Nessas situações desconfortáveis, perante a alunos, clientes, amigos etc. acredito que o melhor é manter a lucidez, o bom senso, evitando embates, posicionamentos e ânimos exaustados, já que a razão é sempre um caminho de mão dupla.
Abramark – Aparentemente, o varejo já está novamente em velocidade de cruzeiro, com números e indicadores que permitem imaginarmos um 2023 promissor, apesar dos altos juros. Enquanto consultora, como você avalia esse cenário em médio prazo?
MC – Meus votos são de um 2023 promissor a todos! Mas a realidade nos mostra prudência.
A pandemia alterou significativamente os hábitos de consumo. E o aumento das compras observadas no e-commerce brasileiro, em 2021, é um bom exemplo disso. O faturamento chegou R$ 161 bilhões, com um crescimento de 26,9% em relação ao ano anterior e com 353 milhões de entregas (Neotrust).
Em 2022, foi estimado um crescimento no marketplace. As empresas voltaram a se preparar para este canal. Também haverá melhoria na interação do espaço físico com o digital, permitindo aumentar a eficiência nas compras, assim como na relação do consumidor com a loja.
As expectativas do setor varejista são promissoras. Prova disso são os resultados da pesquisa Future of Retail, onde o crescimento entre 2021 a 2025 é estimado em 42%, apontando também que 25% dos novos consumidores são da geração Z, nascidos entre 1995 e 2010.
Mas tanto o cenário interno como o internacional sempre afetam as nossas vidas e os nossos negócios. Por esse motivo, é indispensável ficar alerta para as variações do mercado e do comportamento dos nossos potenciais compradores.
Daqui para frente, esses movimentos serão mais bruscos e frequentes e as oportunidades de negócios serão mais transitórias. E a questão será: como iremos detectar e reagir a elas?
Tanto os profissionais como as empresas deverão compreender os novos momentos, posicionando-se de forma adequada. Desta forma, poderão acompanhar as transformações do mercado e crescer no mundo pós-covid.
Abramark – Que conselhos ou dicas deixa para os estudantes e novos profissionais de marketing e comunicação que desejam prosperar, crescer no mercado e deixar um legado?

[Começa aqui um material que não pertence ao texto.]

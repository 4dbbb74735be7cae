pub mod loader;
pub mod schema;

pub use loader::{load_config, load_config_from_str};
pub use schema::{Config, DuplicatesConfig};
use std::sync::{Arc, Mutex};
use std::time::{Duration, Instant};

use crate::status::{PhaseProgress, RunSummary, StatusAggregator};

/// Receives progress during a pipeline run.
pub trait ProgressSink: Send + Sync {
    fn run_started(&self) {}
    fn run_finished(&self, _summary: &RunSummary) {}
    /// Mid-phase update; implementations may drop these.
    fn update(&self, progress: PhaseProgress);
    /// Final update of a phase; always delivered.
    fn finish_phase(&self, progress: PhaseProgress);
}

/// No-op sink for unit tests.
pub struct NoopProgress;

impl ProgressSink for NoopProgress {
    fn update(&self, _progress: PhaseProgress) {}
    fn finish_phase(&self, _progress: PhaseProgress) {}
}

const MIN_UPDATE_INTERVAL: Duration = Duration::from_secs(1);

/// Publishes progress into the shared [`StatusAggregator`], forwarding at
/// most one mid-phase update per second. The first update of a phase and
/// every `finish_phase` pass through untouched.
pub struct ThrottledStatusSink {
    status: Arc<StatusAggregator>,
    last_sent: Mutex<Option<(crate::status::IndexPhase, Instant)>>,
}

impl ThrottledStatusSink {
    pub fn new(status: Arc<StatusAggregator>) -> Self {
        Self {
            status,
            last_sent: Mutex::new(None),
        }
    }
}

impl ProgressSink for ThrottledStatusSink {
    fn run_started(&self) {
        let mut guard = match self.last_sent.lock() {
            Ok(guard) => guard,
            Err(poisoned) => poisoned.into_inner(),
        };
        *guard = None;
        drop(guard);

        self.status.publish_run_started();
    }

    fn run_finished(&self, summary: &RunSummary) {
        self.status.publish_run_finished(summary.clone());
    }

    fn update(&self, progress: PhaseProgress) {
        let mut guard = match self.last_sent.lock() {
            Ok(guard) => guard,
            Err(poisoned) => poisoned.into_inner(),
        };
        if let Some((phase, at)) = *guard {
            if phase == progress.phase && at.elapsed() < MIN_UPDATE_INTERVAL {
                return;
            }
        }
        *guard = Some((progress.phase, Instant::now()));
        drop(guard);

        self.status.publish_phase(progress);
    }

    fn finish_phase(&self, progress: PhaseProgress) {
        let mut guard = match self.last_sent.lock() {
            Ok(guard) => guard,
            Err(poisoned) => poisoned.into_inner(),
        };
        *guard = Some((progress.phase, Instant::now()));
        drop(guard);

        self.status.publish_phase(progress);
    }
}

#[cfg(test)]
mod tests {
    use super::*;
    use crate::status::IndexPhase;

    fn progress(phase: IndexPhase, processed: u64) -> PhaseProgress {
        PhaseProgress::new(phase, processed, None, 0)
    }

    #[test]
    fn test_rapid_updates_are_throttled() {
        let status = Arc::new(StatusAggregator::new());
        let mut receiver = status.subscribe();
        let sink = ThrottledStatusSink::new(Arc::clone(&status));

        sink.update(progress(IndexPhase::Hashing, 1));
        sink.update(progress(IndexPhase::Hashing, 2));
        sink.update(progress(IndexPhase::Hashing, 3));

        // Only the first of the burst goes out.
        assert_eq!(
            receiver.try_recv().unwrap().progress.unwrap().processed,
            1
        );
        assert!(receiver.try_recv().is_err());
    }

    #[test]
    fn test_phase_change_bypasses_throttle() {
        let status = Arc::new(StatusAggregator::new());
        let mut receiver = status.subscribe();
        let sink = ThrottledStatusSink::new(Arc::clone(&status));

        sink.update(progress(IndexPhase::Metadata, 1));
        sink.update(progress(IndexPhase::Hashing, 1));

        assert_eq!(
            receiver.try_recv().unwrap().current_phase,
            Some(IndexPhase::Metadata)
        );
        assert_eq!(
            receiver.try_recv().unwrap().current_phase,
            Some(IndexPhase::Hashing)
        );
    }

    #[test]
    fn test_finish_phase_always_delivered() {
        let status = Arc::new(StatusAggregator::new());
        let mut receiver = status.subscribe();
        let sink = ThrottledStatusSink::new(Arc::clone(&status));

        sink.update(progress(IndexPhase::Hashing, 1));
        sink.update(progress(IndexPhase::Hashing, 2));
        sink.finish_phase(progress(IndexPhase::Hashing, 10));

        assert_eq!(
            receiver.try_recv().unwrap().progress.unwrap().processed,
            1
        );
        assert_eq!(
            receiver.try_recv().unwrap().progress.unwrap().processed,
            10
        );
    }
}
use std::sync::atomic::{AtomicBool, Ordering};
use std::sync::Arc;

/// Cooperative cancellation flag shared across pipeline phases.
///
/// Workers poll it between files; nothing is interrupted mid-write, so
/// the database stays consistent at entry granularity.
#[derive(Debug, Clone, Default)]
pub struct CancelToken {
    flag: Arc<AtomicBool>,
}

impl CancelToken {
    pub fn new() -> Self {
        Self::default()
    }

    pub fn cancel(&self) {
        self.flag.store(true, Ordering::Relaxed);
    }

    pub fn is_cancelled(&self) -> bool {
        self.flag.load(Ordering::Relaxed)
    }

    /// Clears the flag so the token can be reused for the next run.
    pub fn reset(&self) {
        self.flag.store(false, Ordering::Relaxed);
    }
}
//! Scan root repository.
//!
//! Roots are created from configuration and read-only to the pipeline;
//! removing one cascades to its file entries at the SQL level.

use chrono::Utc;
use rusqlite::{params, Row};
use uuid::Uuid;

use super::{Database, DatabaseError};

#[derive(Debug, Clone)]
pub struct RootRow {
    pub id: String,
    pub root_path: String,
    pub created_at: String,
}

impl RootRow {
    fn from_row(row: &Row<'_>) -> Result<Self, rusqlite::Error> {
        Ok(Self {
            id: row.get("id")?,
            root_path: row.get("root_path")?,
            created_at: row.get("created_at")?,
        })
    }
}

/// Registers a root path if it is not known yet and returns its id.
pub fn insert_if_absent(db: &Database, root_path: &str) -> Result<String, DatabaseError> {
    db.with_conn(|conn| {
        conn.execute(
            "INSERT OR IGNORE INTO scan_roots (id, root_path, created_at) VALUES (?1, ?2, ?3)",
            params![
                Uuid::new_v4().to_string(),
                root_path,
                Utc::now().to_rfc3339()
            ],
        )?;
        let id: String = conn.query_row(
            "SELECT id FROM scan_roots WHERE root_path = ?1",
            params![root_path],
            |r| r.get(0),
        )?;
        Ok(id)
    })
}

/// Finds a root by its configured path.
pub fn find_by_path(db: &Database, root_path: &str) -> Result<Option<RootRow>, DatabaseError> {
    db.with_conn(|conn| {
        let mut stmt = conn.prepare("SELECT * FROM scan_roots WHERE root_path = ?1")?;
        let mut rows = stmt.query_map(params![root_path], RootRow::from_row)?;
        match rows.next() {
            Some(Ok(row)) => Ok(Some(row)),
            Some(Err(e)) => Err(DatabaseError::Sqlite(e)),
            None => Ok(None),
        }
    })
}

/// Lists all registered roots.
pub fn list(db: &Database) -> Result<Vec<RootRow>, DatabaseError> {
    db.with_conn(|conn| {
        let mut stmt = conn.prepare("SELECT * FROM scan_roots ORDER BY root_path")?;
        let rows = stmt
            .query_map([], RootRow::from_row)?
            .collect::<Result<Vec<_>, _>>()?;
        Ok(rows)
    })
}

#[cfg(test)]
mod tests {
    use super::*;

    #[test]
    fn test_insert_if_absent_is_idempotent() {
        let db = Database::open_in_memory().unwrap();
        let id1 = insert_if_absent(&db, "/pics").unwrap();
        let id2 = insert_if_absent(&db, "/pics").unwrap();
        assert_eq!(id1, id2);
        assert_eq!(list(&db).unwrap().len(), 1);
    }

    #[test]
    fn test_find_by_path() {
        let db = Database::open_in_memory().unwrap();
        insert_if_absent(&db, "/pics").unwrap();

        assert!(find_by_path(&db, "/pics").unwrap().is_some());
        assert!(find_by_path(&db, "/other").unwrap().is_none());
    }

    #[test]
    fn test_list_is_sorted() {
        let db = Database::open_in_memory().unwrap();
        insert_if_absent(&db, "/z").unwrap();
        insert_if_absent(&db, "/a").unwrap();

        let roots = list(&db).unwrap();
        assert_eq!(roots[0].root_path, "/a");
        assert_eq!(roots[1].root_path, "/z");
    }
}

MC – É fato que existem jovens talentos se destacando nas diferentes áreas, atuando como profissional em empresas ou empreendedores em seus negócios. Tenho observado que esse bom resultado se deve a um conjunto de fatores. Mas existem aqueles que se iludem ainda, buscando resultados rápidos, sem investir em: conhecimento, relacionamento, controle emocional, ética entre outras coisas.
Desenvolver novas competências e hábitos, se atualizar, ter propósito, metas, se comprometer consigo mesmo, participar de projetos sociais são as ações que presencio nos jovens que têm bons resultados em suas vidas. É um esforço contínuo! É um planejar e replanejar constante!
Acredito que há sempre uma saída para aqueles jovens que buscam soluções, sendo flexíveis e resilientes. Afinal, a conhecida frase de Charles Darwin faz muito sentido aqui e agora: “Não é o mais forte que sobrevive, nem o mais inteligente, mas o que melhor se adapta às mudanças”.